_Collected data entries_
▶

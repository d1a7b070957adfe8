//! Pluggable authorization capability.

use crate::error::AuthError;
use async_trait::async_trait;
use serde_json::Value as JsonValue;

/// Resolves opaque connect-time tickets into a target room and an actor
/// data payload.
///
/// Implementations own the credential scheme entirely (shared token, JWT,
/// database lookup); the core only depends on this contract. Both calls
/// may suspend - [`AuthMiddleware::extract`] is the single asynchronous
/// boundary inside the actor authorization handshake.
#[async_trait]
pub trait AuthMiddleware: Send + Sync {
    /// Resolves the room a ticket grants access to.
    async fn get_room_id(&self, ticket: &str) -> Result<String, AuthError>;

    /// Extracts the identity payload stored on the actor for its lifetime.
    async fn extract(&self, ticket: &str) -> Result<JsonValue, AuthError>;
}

◀

_AIM OF THE TASK_
Among the entries above, which lines include "authorization"? List them all.

_EXPECTED ANSWER_
//! Pluggable authorization capability.
/// boundary inside the actor authorization handshake.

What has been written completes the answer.